PROBLEM STATEMENT: In the records that follow, how many lines contain the word "Some"? Give only that figure.

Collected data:

use anyhow::Result;
use scan2bim_tools::{cli, stages::Stage};

fn main() -> Result<()> {
    cli::init_logging();
    let matches = cli::app(
        "scan2bim predict",
        "Classifies every point of a point cloud with a trained model",
        Some(Stage::Predict),
    )
    .get_matches();
    let config = cli::config_from_matches(&matches, Some(Stage::Predict))?;
    Stage::Predict.run(&config)
}
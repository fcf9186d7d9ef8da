mod bounds;
pub use self::bounds::*;

mod percentile;
pub use self::percentile::*;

TASK OUTPUT: 2